Data excerpts:

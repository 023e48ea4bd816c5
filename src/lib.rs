// src/lib.rs

//! Priority-aware dependency scheduling.
//!
//! Register units of work in a [`TaskGraph`], wire up dependencies, and run
//! every task reachable from a set of roots. Tasks run one at a time; a task
//! only starts once all of its dependencies have finished, and among ready
//! tasks the one with the highest [`Priority`] goes first. Circular
//! dependencies are reported as [`TaskdagError::DependencyCycle`] before
//! anything runs.
//!
//! ```
//! use taskdag::{Priority, TaskGraph};
//!
//! let mut graph: TaskGraph<(), &'static str> = TaskGraph::new();
//! let a = graph.add_task_with_priority("a", Priority::HIGH, |_: &()| Ok("A"));
//! let b = graph.add_task("b", |_: &()| Ok("B"));
//! let c = graph.add_task("c", |_: &()| Ok("C"));
//! graph.depend(c, a).unwrap().depend(c, b).unwrap();
//!
//! let out = graph
//!     .run_task(c, &(), String::new(), |acc, s| acc.push_str(s))
//!     .unwrap();
//! assert_eq!(out, "ABC");
//! ```
//!
//! The `taskdag` binary drives the same machinery from a TOML plan of shell
//! commands; see [`config`] and [`plan`].

pub mod cli;
pub mod config;
pub mod dag;
pub mod errors;
pub mod exec;
pub mod logging;
pub mod plan;
pub mod types;

use std::path::PathBuf;

use anyhow::Result;
use tracing::{debug, info};

use crate::cli::CliArgs;
use crate::config::loader::load_and_validate;
use crate::plan::CommandPlan;

pub use crate::dag::{PriorityQueue, TaskGraph};
pub use crate::errors::TaskdagError;
pub use crate::exec::Work;
pub use crate::types::{Priority, TaskId};

/// High-level entry point used by `main.rs`.
///
/// This wires together:
/// - plan loading and validation
/// - graph construction
/// - root selection (`--task`)
/// - dry-run output or sequential execution
pub fn run(args: CliArgs) -> Result<()> {
    let config_path = PathBuf::from(&args.config);
    let cfg = load_and_validate(&config_path)?;
    let plan = CommandPlan::from_config(&cfg)?;
    let roots = plan.roots(&args.tasks)?;

    if args.dry_run {
        print_dry_run(&plan, &roots)?;
        return Ok(());
    }

    info!(roots = roots.len(), "running plan");
    let reports = plan.run(&roots)?;

    println!("taskdag: {} task(s) completed", reports.len());
    for report in &reports {
        println!(
            "  - {} ({} ms)",
            report.name,
            report.elapsed.as_millis()
        );
    }

    Ok(())
}

/// Print the execution order without running anything.
fn print_dry_run(plan: &CommandPlan, roots: &[TaskId]) -> Result<()> {
    let graph = plan.graph();
    let order = graph.schedule(roots.iter().copied())?;

    println!("taskdag dry-run");
    println!("order ({}):", order.len());
    for (position, id) in order.iter().enumerate() {
        let name = graph.name_of(*id).unwrap_or("?");
        let priority = graph.priority_of(*id).unwrap_or_default();
        println!("  {}. {name} (priority {priority})", position + 1);

        let deps: Vec<&str> = graph
            .dependencies_of(*id)
            .into_iter()
            .flatten()
            .filter_map(|dep| graph.name_of(dep))
            .collect();
        if !deps.is_empty() {
            println!("      after: {:?}", deps);
        }
    }

    debug!("dry-run complete (no execution)");
    Ok(())
}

What you have to do: Lines containing the word "reports" are to be pulled from the records and copied.

Task output:
    let reports = plan.run(&roots)?;
    println!("taskdag: {} task(s) completed", reports.len());
    for report in &reports {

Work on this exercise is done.